YOUR OBJECTIVE:
Repeat the stretch of entries below from the line with "pub const IPV4_MIN_HEADER_LEN: usize = 20;" through the line with "pub fn parse(data: &'a". Include both ends and add nothing.

EXERCISE DATA:
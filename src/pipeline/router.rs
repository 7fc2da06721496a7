//! Shard selection from raw frame bytes.
//!
//! Hashes the direction-independent TCP 4-tuple at fixed offsets without a
//! full parse, so both directions of a connection land on the same worker
//! and the capture thread stays lean.

use std::hash::{Hash, Hasher};

const ETHERTYPE_IPV4: u16 = 0x0800;
const ETHERTYPE_IPV6: u16 = 0x86DD;
const ETHERTYPE_VLAN: u16 = 0x8100;
const IPPROTO_TCP: u8 = 6;

/// Shard index for a raw Ethernet frame, or `None` when the frame does not
/// carry a routable TCP segment (non-IP, non-TCP, IPv4 fragment, truncated).
#[inline]
pub fn shard_for_frame(data: &[u8], num_shards: usize) -> Option<usize> {
    if num_shards == 0 {
        return None;
    }
    let hash = tcp_flow_hash(data)?;
    Some((hash as usize) % num_shards)
}

#[inline]
fn tcp_flow_hash(data: &[u8]) -> Option<u64> {
    if data.len() < 14 {
        return None;
    }

    let mut ether_type = u16::from_be_bytes([data[12], data[13]]);
    let mut ip_offset: usize = 14;

    if ether_type == ETHERTYPE_VLAN {
        if data.len() < 18 {
            return None;
        }
        ether_type = u16::from_be_bytes([data[16], data[17]]);
        ip_offset = 18;
    }

    match ether_type {
        ETHERTYPE_IPV4 => hash_ipv4(data, ip_offset),
        ETHERTYPE_IPV6 => hash_ipv6(data, ip_offset),
        _ => None,
    }
}

#[inline]
fn hash_ipv4(data: &[u8], offset: usize) -> Option<u64> {
    if data.len() < offset + 20 || data[offset + 9] != IPPROTO_TCP {
        return None;
    }
    // MF set or non-zero offset.
    let frag = u16::from_be_bytes([data[offset + 6], data[offset + 7]]);
    if frag & 0x3FFF != 0 {
        return None;
    }

    let ihl = (data[offset] & 0x0F) as usize * 4;
    let (src_port, dst_port) = ports(data, offset + ihl)?;
    Some(hash_pair(
        &data[offset + 12..offset + 16],
        src_port,
        &data[offset + 16..offset + 20],
        dst_port,
    ))
}

#[inline]
fn hash_ipv6(data: &[u8], offset: usize) -> Option<u64> {
    if data.len() < offset + 40 || data[offset + 6] != IPPROTO_TCP {
        return None;
    }
    let (src_port, dst_port) = ports(data, offset + 40)?;
    Some(hash_pair(
        &data[offset + 8..offset + 24],
        src_port,
        &data[offset + 24..offset + 40],
        dst_port,
    ))
}

#[inline]
fn ports(data: &[u8], offset: usize) -> Option<(u16, u16)> {
    let bytes = data.get(offset..offset + 4)?;
    Some((
        u16::from_be_bytes([bytes[0], bytes[1]]),
        u16::from_be_bytes([bytes[2], bytes[3]]),
    ))
}

// Hash (min, max) so both directions agree.
#[inline]
fn hash_pair(src_ip: &[u8], src_port: u16, dst_ip: &[u8], dst_port: u16) -> u64 {
    let mut hasher = ahash::AHasher::default();
    if (src_ip, src_port) <= (dst_ip, dst_port) {
        src_ip.hash(&mut hasher);
        src_port.hash(&mut hasher);
        dst_ip.hash(&mut hasher);
        dst_port.hash(&mut hasher);
    } else {
        dst_ip.hash(&mut hasher);
        dst_port.hash(&mut hasher);
        src_ip.hash(&mut hasher);
        src_port.hash(&mut hasher);
    }
    hasher.finish()
}
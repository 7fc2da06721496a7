//! Zero-copy IPv4 header parser.
//!
//! IPv4 header layout (20-60 bytes):
//!   0                   1                   2                   3
//!   0 1 2 3 4 5 6 7 8 9 0 1 2 3 4 5 6 7 8 9 0 1 2 3 4 5 6 7 8 9 0 1
//!  +-+-+-+-+-+-+-+-+-+-+-+-+-+-+-+-+-+-+-+-+-+-+-+-+-+-+-+-+-+-+-+-+
//!  |Version|  IHL  |Type of Service|          Total Length         |
//!  +-+-+-+-+-+-+-+-+-+-+-+-+-+-+-+-+-+-+-+-+-+-+-+-+-+-+-+-+-+-+-+-+
//!  |         Identification        |Flags|      Fragment Offset    |
//!  +-+-+-+-+-+-+-+-+-+-+-+-+-+-+-+-+-+-+-+-+-+-+-+-+-+-+-+-+-+-+-+-+
//!  |  Time to Live |    Protocol   |         Header Checksum       |
//!  +-+-+-+-+-+-+-+-+-+-+-+-+-+-+-+-+-+-+-+-+-+-+-+-+-+-+-+-+-+-+-+-+
//!  |                       Source Address                          |
//!  +-+-+-+-+-+-+-+-+-+-+-+-+-+-+-+-+-+-+-+-+-+-+-+-+-+-+-+-+-+-+-+-+
//!  |                    Destination Address                        |
//!  +-+-+-+-+-+-+-+-+-+-+-+-+-+-+-+-+-+-+-+-+-+-+-+-+-+-+-+-+-+-+-+-+

use super::{checksum_add, checksum_fold, IpProtocol, ParseError};
use std::fmt;
use std::net::Ipv4Addr;

/// Minimum IPv4 header length (no options)
pub const IPV4_MIN_HEADER_LEN: usize = 20;

/// Zero-copy IPv4 header.
#[derive(Debug)]
pub struct Ipv4Header<'a> {
    data: &'a [u8],
    header_len: usize,
}

impl<'a> Ipv4Header<'a> {
    /// Parse an IPv4 header from a byte slice.
    pub fn parse(data: &'a [u8]) -> Result<Self, ParseError> {
        if data.len() < IPV4_MIN_HEADER_LEN {
            return Err(ParseError::TooShort {
                expected: IPV4_MIN_HEADER_LEN,
                actual: data.len(),
            });
        }

        let version = data[0] >> 4;
        if version != 4 {
            return Err(ParseError::InvalidHeader(format!(
                "expected IPv4 (version 4), got version {}",
                version
            )));
        }

        let header_len = (data[0] & 0x0F) as usize * 4;
        if header_len < IPV4_MIN_HEADER_LEN {
            return Err(ParseError::InvalidHeader(format!(
                "IHL too small: {} (min 5)",
                header_len / 4
            )));
        }

        if data.len() < header_len {
            return Err(ParseError::TooShort {
                expected: header_len,
                actual: data.len(),
            });
        }

        let total_len = u16::from_be_bytes([data[2], data[3]]) as usize;
        if total_len < header_len {
            return Err(ParseError::InvalidHeader(format!(
                "total length {} shorter than header length {}",
                total_len, header_len
            )));
        }

        Ok(Ipv4Header { data, header_len })
    }

    /// Header length in bytes.
    #[inline]
    pub fn header_len(&self) -> usize {
        self.header_len
    }

    /// Total datagram length as declared by the header.
    #[inline]
    pub fn total_length(&self) -> u16 {
        u16::from_be_bytes([self.data[2], self.data[3]])
    }

    /// More Fragments flag.
    #[inline]
    pub fn more_fragments(&self) -> bool {
        self.data[6] & 0x20 != 0
    }

    /// Fragment offset in 8-byte units.
    #[inline]
    pub fn fragment_offset(&self) -> u16 {
        u16::from_be_bytes([self.data[6] & 0x1F, self.data[7]])
    }

    /// True for any piece of a fragmented datagram, first fragment included.
    #[inline]
    pub fn is_fragment(&self) -> bool {
        self.more_fragments() || self.fragment_offset() != 0
    }

    #[inline]
    pub fn protocol(&self) -> IpProtocol {
        IpProtocol::from(self.data[9])
    }

    #[inline]
    pub fn src_addr(&self) -> Ipv4Addr {
        Ipv4Addr::new(self.data[12], self.data[13], self.data[14], self.data[15])
    }

    #[inline]
    pub fn dst_addr(&self) -> Ipv4Addr {
        Ipv4Addr::new(self.data[16], self.data[17], self.data[18], self.data[19])
    }

    /// Upper-layer length declared by the header (total length minus header).
    #[inline]
    pub fn declared_payload_len(&self) -> usize {
        self.total_length() as usize - self.header_len
    }

    /// Payload after the IPv4 header, clamped to the declared total length
    /// so link-layer padding is never handed to the transport parser.
    #[inline]
    pub fn payload(&self) -> &'a [u8] {
        let available = self.data.len() - self.header_len;
        let end = self.header_len + self.declared_payload_len().min(available);
        &self.data[self.header_len..end]
    }

    /// Verify the header checksum.
    pub fn verify_checksum(&self) -> bool {
        checksum_fold(checksum_add(0, &self.data[..self.header_len])) == 0xFFFF
    }

    /// Unfolded ones'-complement sum of the TCP/UDP pseudo-header.
    pub fn pseudo_header_sum(&self, l4_len: usize) -> u32 {
        let mut sum = checksum_add(0, &self.data[12..20]);
        sum += self.data[9] as u32;
        sum += l4_len as u32;
        sum
    }
}

impl<'a> fmt::Display for Ipv4Header<'a> {
    fn fmt(&self, f: &mut fmt::Formatter<'_>) -> fmt::Result {
        write!(
            f,
            "{} -> {} proto={} len={}",
            self.src_addr(),
            self.dst_addr(),
            self.protocol(),
            self.total_length()
        )
    }
}

#[cfg(test)]
mod tests {
    use super::*;

    /// 20-byte header for a 40-byte TCP datagram with a valid checksum.
    fn make_ipv4_header() -> Vec<u8> {
        let mut pkt = vec![
            0x45, 0x00, 0x00, 0x28, // version/IHL, TOS, total length = 40
            0xab, 0xcd, 0x40, 0x00, // id, DF
            64, 6, 0x00, 0x00, // TTL, TCP, checksum placeholder
            192, 168, 1, 100, // src
            10, 0, 0, 1, // dst
        ];
        let csum = !checksum_fold(checksum_add(0, &pkt));
        pkt[10..12].copy_from_slice(&csum.to_be_bytes());
        pkt.extend_from_slice(&[0u8; 20]);
        pkt
    }

    #[test]
    fn parse_valid_ipv4() {
        let pkt = make_ipv4_header();
        let hdr = Ipv4Header::parse(&pkt).unwrap();
        assert_eq!(hdr.header_len(), 20);
        assert_eq!(hdr.total_length(), 40);
        assert_eq!(hdr.protocol(), IpProtocol::Tcp);
        assert_eq!(hdr.src_addr(), Ipv4Addr::new(192, 168, 1, 100));
        assert_eq!(hdr.dst_addr(), Ipv4Addr::new(10, 0, 0, 1));
        assert!(!hdr.is_fragment());
        assert!(hdr.verify_checksum());
        assert_eq!(hdr.declared_payload_len(), 20);
        assert_eq!(hdr.payload().len(), 20);
    }

    #[test]
    fn payload_ignores_ethernet_padding() {
        let mut pkt = make_ipv4_header();
        pkt.extend_from_slice(&[0u8; 6]);
        let hdr = Ipv4Header::parse(&pkt).unwrap();
        assert_eq!(hdr.payload().len(), 20);
    }

    #[test]
    fn corrupted_header_fails_checksum() {
        let mut pkt = make_ipv4_header();
        pkt[8] = 63;
        let hdr = Ipv4Header::parse(&pkt).unwrap();
        assert!(!hdr.verify_checksum());
    }

    #[test]
    fn fragments_are_flagged() {
        let mut pkt = make_ipv4_header();
        pkt[6] = 0x20; // MF
        assert!(Ipv4Header::parse(&pkt).unwrap().is_fragment());
        pkt[6] = 0x00;
        pkt[7] = 0x10; // offset only
        assert!(Ipv4Header::parse(&pkt).unwrap().is_fragment());
    }

    #[test]
    fn reject_too_short_packet() {
        assert!(Ipv4Header::parse(&[0u8; 19]).is_err());
    }

    #[test]
    fn reject_wrong_version() {
        let mut pkt = [0u8; 20];
        pkt[0] = 0x65;
        assert!(Ipv4Header::parse(&pkt).is_err());
    }
}
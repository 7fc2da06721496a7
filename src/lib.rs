//! ctscope library crate: TCP connection tracking over captured traffic.
//! Re-exports modules for the binary, benchmarks and tests.

pub mod capture;
pub mod config;
pub mod conntrack;
pub mod display;
pub mod pipeline;
pub mod protocol;
pub mod table;
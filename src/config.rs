use crate::conntrack::{Timeouts, TrackerSettings};
use serde::{Deserialize, Serialize};
use std::fmt;
use std::path::{Path, PathBuf};
use std::time::Duration;

fn empty_path_none<'de, D>(deserializer: D) -> Result<Option<PathBuf>, D::Error>
where
    D: serde::Deserializer<'de>,
{
    let opt = Option::<PathBuf>::deserialize(deserializer)?;
    Ok(opt.and_then(|path| {
        if path.as_os_str().is_empty() {
            None
        } else {
            Some(path)
        }
    }))
}

#[derive(Debug)]
pub enum ConfigError {
    Io(std::io::Error),
    Parse(toml::de::Error),
}

impl fmt::Display for ConfigError {
    fn fmt(&self, f: &mut fmt::Formatter<'_>) -> fmt::Result {
        match self {
            ConfigError::Io(err) => write!(f, "config io error: {}", err),
            ConfigError::Parse(err) => write!(f, "config parse error: {}", err),
        }
    }
}

impl std::error::Error for ConfigError {}

#[derive(Debug, Clone, Default, Serialize, Deserialize)]
#[serde(default)]
pub struct Config {
    pub capture: CaptureConfig,
    pub run: RunConfig,
    pub output: OutputConfig,
    pub stats: StatsConfig,
    pub table: TableConfig,
    pub tracking: TrackingConfig,
}

impl Config {
    pub fn load(path: &Path) -> Result<Self, ConfigError> {
        let raw = std::fs::read_to_string(path).map_err(ConfigError::Io)?;
        toml::from_str(&raw).map_err(ConfigError::Parse)
    }
}

#[derive(Debug, Clone, Serialize, Deserialize)]
#[serde(default)]
pub struct CaptureConfig {
    pub interface: Option<String>,
    /// Read frames from a pcap file instead of a live interface.
    #[serde(deserialize_with = "empty_path_none")]
    pub read_file: Option<PathBuf>,
    pub promiscuous: bool,
    pub snaplen: i32,
    pub timeout_ms: i32,
    pub filter: Option<String>,
}

impl Default for CaptureConfig {
    fn default() -> Self {
        CaptureConfig {
            interface: None,
            read_file: None,
            promiscuous: true,
            snaplen: 65535,
            timeout_ms: 100,
            filter: None,
        }
    }
}

#[derive(Debug, Clone, Default, Serialize, Deserialize)]
#[serde(default)]
pub struct RunConfig {
    /// Stop after this many frames (0 = unlimited).
    pub count: u64,
    /// Worker shards (0 = pick from the CPU count).
    pub workers: usize,
}

#[derive(Debug, Clone, Default, Serialize, Deserialize)]
#[serde(default)]
pub struct OutputConfig {
    /// Write the final connection table here as JSON.
    #[serde(deserialize_with = "empty_path_none")]
    pub export_json: Option<PathBuf>,
    /// Suppress per-rejection lines.
    pub quiet: bool,
}

#[derive(Debug, Clone, Serialize, Deserialize)]
#[serde(default)]
pub struct StatsConfig {
    pub enabled: bool,
    pub interval_ms: u64,
}

impl Default for StatsConfig {
    fn default() -> Self {
        StatsConfig {
            enabled: false,
            interval_ms: 1000,
        }
    }
}

#[derive(Debug, Clone, Serialize, Deserialize)]
#[serde(default)]
pub struct TableConfig {
    /// Records per worker before the least recently seen are evicted
    /// (0 = unbounded).
    pub max_conns: usize,
}

impl Default for TableConfig {
    fn default() -> Self {
        TableConfig { max_conns: 65_536 }
    }
}

#[derive(Debug, Clone, Serialize, Deserialize)]
#[serde(default)]
pub struct TrackingConfig {
    pub liberal: bool,
    pub loose: u32,
    pub max_retrans: u32,
    pub verify_checksum: bool,
    pub timeouts: TimeoutConfig,
}

impl Default for TrackingConfig {
    fn default() -> Self {
        TrackingConfig {
            liberal: false,
            loose: 3,
            max_retrans: 3,
            verify_checksum: true,
            timeouts: TimeoutConfig::default(),
        }
    }
}

impl TrackingConfig {
    pub fn to_settings(&self) -> TrackerSettings {
        TrackerSettings {
            liberal: self.liberal,
            loose: self.loose,
            timeouts: self.timeouts.to_timeouts(self.max_retrans),
        }
    }
}

/// Per-status timeouts, in seconds.
#[derive(Debug, Clone, Serialize, Deserialize)]
#[serde(default)]
pub struct TimeoutConfig {
    pub syn_sent: u64,
    pub syn_recv: u64,
    pub established: u64,
    pub fin_wait: u64,
    pub close_wait: u64,
    pub last_ack: u64,
    pub time_wait: u64,
    pub close: u64,
    pub max_retrans: u64,
}

impl Default for TimeoutConfig {
    fn default() -> Self {
        let t = Timeouts::default();
        TimeoutConfig {
            syn_sent: t.syn_sent.as_secs(),
            syn_recv: t.syn_recv.as_secs(),
            established: t.established.as_secs(),
            fin_wait: t.fin_wait.as_secs(),
            close_wait: t.close_wait.as_secs(),
            last_ack: t.last_ack.as_secs(),
            time_wait: t.time_wait.as_secs(),
            close: t.close.as_secs(),
            max_retrans: t.max_retrans_timeout.as_secs(),
        }
    }
}

impl TimeoutConfig {
    fn to_timeouts(&self, max_retrans: u32) -> Timeouts {
        Timeouts {
            syn_sent: Duration::from_secs(self.syn_sent),
            syn_recv: Duration::from_secs(self.syn_recv),
            established: Duration::from_secs(self.established),
            fin_wait: Duration::from_secs(self.fin_wait),
            close_wait: Duration::from_secs(self.close_wait),
            last_ack: Duration::from_secs(self.last_ack),
            time_wait: Duration::from_secs(self.time_wait),
            close: Duration::from_secs(self.close),
            max_retrans_timeout: Duration::from_secs(self.max_retrans),
            max_retrans,
        }
    }
}
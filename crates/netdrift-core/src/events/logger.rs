//! Event Logger
//!
//! Append-only JSONL event logging.

use std::fs::{File, OpenOptions};
use std::io::{BufWriter, Write};
use std::path::Path;

use netdrift_events::{EventType, NetworkEvent};

use crate::network::Network;

/// Writes network events to a JSONL file, one event per line.
pub struct EventLogger {
    writer: Option<BufWriter<File>>,
    event_count: u64,
    /// Event types to write; everything else is counted but skipped
    filter: Option<Vec<EventType>>,
}

impl EventLogger {
    /// Create a new event logger writing to the specified path
    pub fn new(path: impl AsRef<Path>) -> std::io::Result<Self> {
        let file = OpenOptions::new()
            .create(true)
            .write(true)
            .truncate(true)
            .open(path)?;

        Ok(Self {
            writer: Some(BufWriter::new(file)),
            event_count: 0,
            filter: None,
        })
    }

    /// Create a logger that discards events (for testing)
    pub fn null() -> Self {
        Self {
            writer: None,
            event_count: 0,
            filter: None,
        }
    }

    /// Only write events of the given types.
    pub fn with_filter(mut self, types: Vec<EventType>) -> Self {
        self.filter = Some(types);
        self
    }

    /// Number of events handed to the logger, written or not
    pub fn event_count(&self) -> u64 {
        self.event_count
    }

    /// Log an event to the file
    pub fn log(&mut self, event: &NetworkEvent) -> std::io::Result<()> {
        self.event_count += 1;
        let wanted = self
            .filter
            .as_ref()
            .map_or(true, |types| types.contains(&event.event_type()));
        if let (Some(writer), true) = (self.writer.as_mut(), wanted) {
            let json = event.to_jsonl()?;
            writeln!(writer, "{}", json)?;
        }
        Ok(())
    }

    /// Log multiple events
    pub fn log_batch(&mut self, events: &[NetworkEvent]) -> std::io::Result<()> {
        for event in events {
            self.log(event)?;
        }
        Ok(())
    }

    /// Drains the network's journal into the log. Returns how many events
    /// were drained.
    pub fn drain_from(&mut self, network: &mut Network) -> std::io::Result<usize> {
        let events = network.drain_events();
        self.log_batch(&events)?;
        Ok(events.len())
    }

    /// Flush the buffer to disk
    pub fn flush(&mut self) -> std::io::Result<()> {
        if let Some(ref mut writer) = self.writer {
            writer.flush()?;
        }
        Ok(())
    }
}

impl Drop for EventLogger {
    fn drop(&mut self) {
        if let Err(e) = self.flush() {
            tracing::warn!(error = %e, "Failed to flush event logger");
        }
    }
}
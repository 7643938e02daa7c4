//! Error types for network operations.
//!
//! Every error is a local, synchronous misuse of the API or a malformed
//! topology. None are transient, so nothing here is worth retrying: fix the
//! topology or the call order and invoke again. A failed operation leaves the
//! network unchanged.

use thiserror::Error;

use crate::components::{NodeId, VectorId};

/// Result type for network operations.
pub type Result<T> = std::result::Result<T, NetworkError>;

/// Errors that can occur while building or stepping a network.
#[derive(Debug, Clone, PartialEq, Eq, Error)]
pub enum NetworkError {
    /// The operation referenced a node or vector this network does not own
    #[error("topology error: {0}")]
    Topology(#[from] TopologyFault),

    /// A vector already exists for this ordered pair
    #[error("vector {origin} -> {destination} already exists")]
    DuplicateVector { origin: NodeId, destination: NodeId },

    /// The node is not a member of any network
    #[error("node {0} is not attached to this network")]
    DetachedNode(NodeId),

    /// The random-walk carrier has nowhere to go
    #[error("carrier {0} has no outgoing vector")]
    DeadEnd(NodeId),

    /// A node tried to relay content before receiving any
    #[error("node {0} has no current info to transmit")]
    UninitializedCarrier(NodeId),

    /// No alive agent has a neighbour able to act as a parent
    #[error("no alive agent has an eligible parent among {population} alive agents")]
    InsufficientNeighbors { population: usize },

    /// No alive agent has a neighbour able to transmit to it
    #[error("no alive agent has an eligible neighbour among {population} alive agents")]
    NoEligibleAgent { population: usize },

    /// The process needs at least one alive agent
    #[error("network has no alive agents")]
    EmptyPopulation,

    /// Dead nodes neither originate nor receive transmissions
    #[error("node {0} is dead")]
    DeadNode(NodeId),
}

/// The specific way an operation disagreed with the network's topology.
#[derive(Debug, Clone, PartialEq, Eq, Error)]
pub enum TopologyFault {
    #[error("node {0} already exists in the network")]
    DuplicateNode(NodeId),

    #[error("node {0} is not a member of the network")]
    UnknownNode(NodeId),

    #[error("vector {0} is not owned by the network")]
    UnknownVector(VectorId),

    #[error("vector {vector} does not originate at node {node}")]
    VectorNotOwned { vector: VectorId, node: NodeId },

    #[error("vector {0} has failed")]
    FailedVector(VectorId),

    #[error("no vector from {origin} to {destination}")]
    NoVector { origin: NodeId, destination: NodeId },

    #[error("node {0} cannot connect to itself")]
    SelfLoop(NodeId),

    #[error("node {0} is not an agent")]
    NotAnAgent(NodeId),

    #[error("node {0} is not a source")]
    NotASource(NodeId),

    #[error("source {node} must have exactly one outgoing vector, found {found}")]
    NotLocalSource { node: NodeId, found: usize },

    #[error("process requires a source node")]
    MissingSource,

    #[error("process is attached to a different network")]
    ForeignProcess,
}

FINAL ANSWER:
pub const IPV4_MIN_HEADER_LEN: usize = 20;

/// Zero-copy IPv4 header.
#[derive(Debug)]
pub struct Ipv4Header<'a> {
    data: &'a [u8],
    header_len: usize,
}

impl<'a> Ipv4Header<'a> {
    /// Parse an IPv4 header from a byte slice.
    pub fn parse(data: &'a [u8]) -> Result<Self, ParseError> {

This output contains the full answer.